Forum Moderators: open
Now non-image URLs has an ID stored in 4 bytes, so google is now running out of IDs for stored pages.
When there will be no URLs returned 'not found' and deleted from the index, total number of non-image files indexed will soon reach 4,294,967,296 including 3,083,324,652 html pages, after that google will stop adding new urls from indexed pages as well as new URLs added for indexing.
They now considering reconstruction of the data tables which involves expanding ID fields to 5 bytes.
This will result in additional 2 bytes per every word indexed throwing the total index size to be multiplyed by 1.17.
This procedure will require 1000 new page index servers and additional storage for temporary tables.
They are hoping to make this change gradually server by server.
The completion of the process will take up to one year after that the main URL index will be switched to use 5 bytes ID.
Until then new URLs will not be indexed, except those which will be put in place of URLs returned 'not found' and deleted from the index.
[just a guess but who knows]
[edited by: re5earcher at 12:41 pm (utc) on June 7, 2003]
A 5 byte id field would give 1048575 unique id's. Which as far as I know means that only 1048575 urls would be indexed using such a system.
The current index has 3,083,324,652 pages (urls) which requires 8 bytes to store all the unique ids. And this means that there is still room for 1,211,642,643 urls to be indexed before Google have to increase the number of bytes to store unique ids.
This is assuming the ids are stored in simple binary form.
Perhaps a DB pro can provide us we more exact figures.
Whoops, sorry mixed up my bits and bytes :(
[edited by: bridge98 at 1:20 pm (utc) on June 7, 2003]
A 5 byte field would yield 2^40 possibilities, simplifying it would mean approx. 4 billion times 256.
>The current index has 3,083,324,652 pages (urls) which requires 8 bytes to store all the unique ids
8 bytes would yield 2^64 possibilities, which would be 4 billion times 4 billion.
>This is assuming the ids are stored in simple binary form.
Until we have working fuzzy logic computers binary form is the only way to store anything.
>i just assumed this post was a weak joke.
Nope! I have heard a similar rumour from a reliable source.
Anyone care to sit down and think why the last crawl was LOST?
Because it overflowed 4 billion(the 32 bit computing limits for an integer) and very relevant pages were left off.
Sounds like a hoarde of PhD's can make very trivial mistakes as well.....anyway, there are more PhD's in Microsoft's reception hall than on all of Google. That don't mean necessarily good products....
[edited by: bolitto at 1:16 pm (utc) on June 7, 2003]
Right from the guys at data center ncc 1701!

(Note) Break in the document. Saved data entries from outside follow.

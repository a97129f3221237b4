//! # notion-sync
//!
//! Moves structured records between local JSON files and a Notion database.
//!
//! Two independent pipelines share the crate:
//!
//! - **Import** reads one entry (a JSON object) or many (a JSON array), maps
//!   each entry onto the database's property schema and creates one page per
//!   entry.
//! - **Export** pages through the whole database, flattens every row back
//!   into a plain record and writes a timestamped JSON snapshot.
//!
//! The interesting part lives in [`mapping`]: the rules that translate
//! between the flat entry shape and Notion's nested property/block shape.
//!
//! ## Example
//!
//! ```rust,ignore
//! use notion_sync::{HttpNotionClient, ImportOptions, ImportService, NotionConfig};
//! use std::sync::Arc;
//!
//! let config = NotionConfig::from_env()?;
//! let client = Arc::new(HttpNotionClient::new(&config));
//! let service = ImportService::new(client, &config);
//! let batch = notion_sync::io::load_entries("entries.json".as_ref())?;
//! let result = service.import_batch(batch, ImportOptions::default(), None);
//! println!("{} created, {} failed", result.succeeded, result.failed);
//! ```

#![deny(clippy::all)]
#![warn(clippy::pedantic)]
#![warn(clippy::nursery)]
#![warn(missing_docs)]
#![forbid(unsafe_code)]
// multiple_crate_versions is inherently crate-level (detects duplicate transitive dependencies).
#![allow(clippy::multiple_crate_versions)]

use thiserror::Error as ThisError;

// Module declarations
pub mod client;
pub mod config;
pub mod io;
pub mod mapping;
pub mod models;
pub mod observability;
pub mod services;

// Re-exports for convenience
pub use client::{HttpNotionClient, NotionApi, QueryOutcome, fetch_all_pages};
pub use config::{HttpConfig, NotionConfig};
pub use mapping::{EntryMapper, export_page};
pub use models::{ContentBlock, Entry, EntryBatch, EntryDate, Page, PropertyValue, Snapshot};
pub use services::{
    ExportReport, ExportService, ImportEvent, ImportFailure, ImportOptions, ImportResult,
    ImportService,
};

/// Error type for notion-sync operations.
///
/// # Error Variant Triggers
///
/// | Variant | Raised When |
/// |---------|-------------|
/// | `Config` | `DATABASE_ID` / `NOTION_TOKEN` missing or blank, env file unreadable |
/// | `InvalidInput` | Malformed JSON, entries of the wrong shape |
/// | `OperationFailed` | File I/O, transport failures, undecodable responses |
/// | `Api` | The Notion API answered with a non-success status |
#[derive(Debug, ThisError)]
pub enum Error {
    /// Required configuration is missing or unusable.
    ///
    /// Raised before any network call is attempted.
    #[error("configuration error: {0}")]
    Config(String),

    /// Invalid input was provided.
    ///
    /// Raised when:
    /// - The entry file is not valid JSON
    /// - The top-level value is neither an object nor an array
    /// - An entry field has the wrong type (e.g. `Pinned: "yes"`)
    #[error("invalid input: {0}")]
    InvalidInput(String),

    /// An operation failed.
    ///
    /// Raised when:
    /// - Reading the entry file or writing the snapshot fails
    /// - The HTTP request could not be sent (DNS, connect, timeout)
    /// - A success response body could not be decoded
    #[error("operation '{operation}' failed: {cause}")]
    OperationFailed {
        /// The operation that failed.
        operation: String,
        /// The underlying cause.
        cause: String,
    },

    /// The remote API returned a non-success status.
    #[error("API returned status {status}: {}", .message.as_deref().unwrap_or(.body.as_str()))]
    Api {
        /// HTTP status code.
        status: u16,
        /// The `message` field of the error body, when present.
        message: Option<String>,
        /// Raw response body.
        body: String,
    },
}

/// Result type alias for notion-sync operations.
pub type Result<T> = std::result::Result<T, Error>;
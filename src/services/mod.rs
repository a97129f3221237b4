//! Sync services.
//!
//! Each service drives one direction of the sync through a [`NotionApi`](crate::client::NotionApi).

mod export;
mod import;

pub use export::{ExportReport, ExportService};
pub use import::{
    EntryOutcome, ImportEvent, ImportFailure, ImportOptions, ImportResult, ImportService,
};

However, everybody who works with large databases that have to be scalable knows that one of the first things to layout is a architecture that avoids id length overflow (using combined id indizes etc. ...).
Allthough some people say, the phd's at google have a iq of monkeys, i'm convinced they don't. So this "news" is a funny joke and a blind guess (didn't re5 even mention that?! ) - nothing more.
Yeah, re5, give 'em some bread crumbs and let 'em discuss about what bread it was .. he, he, he ... :)
While such a revelation would certainly explain a lot - it is still inconceivable that Google would stake its very existence on such a huge mistake.
Consequently, sooner or later, speculation was bound to start. Questions have been ongoing for weeks (we've all seen the 'Google is broke' threads).
No, I have no idea whether this story is correct or not. The problem is that against a background which gives every indication of problems, an allegation of a specific nature cannot be easily dismissed, especially when it sounds tenable and could explain some of the current non-happenings.
Yes, Google's or GoogleGuy's response would be very interesting.
Google projected this change 5 years ago, but now is the time to do it and while it happens the index is a mess....
What's the big fuss about...Google is changing and it's happening on every production server for the public to see because it HAD to happen on the production servers some day.
Yeah they lost the last crawl because they didn't expect it to overflow now, so NOW is the time to upgrade to a system they already have been testing for a long time.
This is what's happening guys, what's the all emotional stuff about?
Delaying announcing the hoax for as long as the Dominic Update has over-run is a stylish addition...
Nicely done - almost a British sense of humour there!
Regards from Britain...
DerekH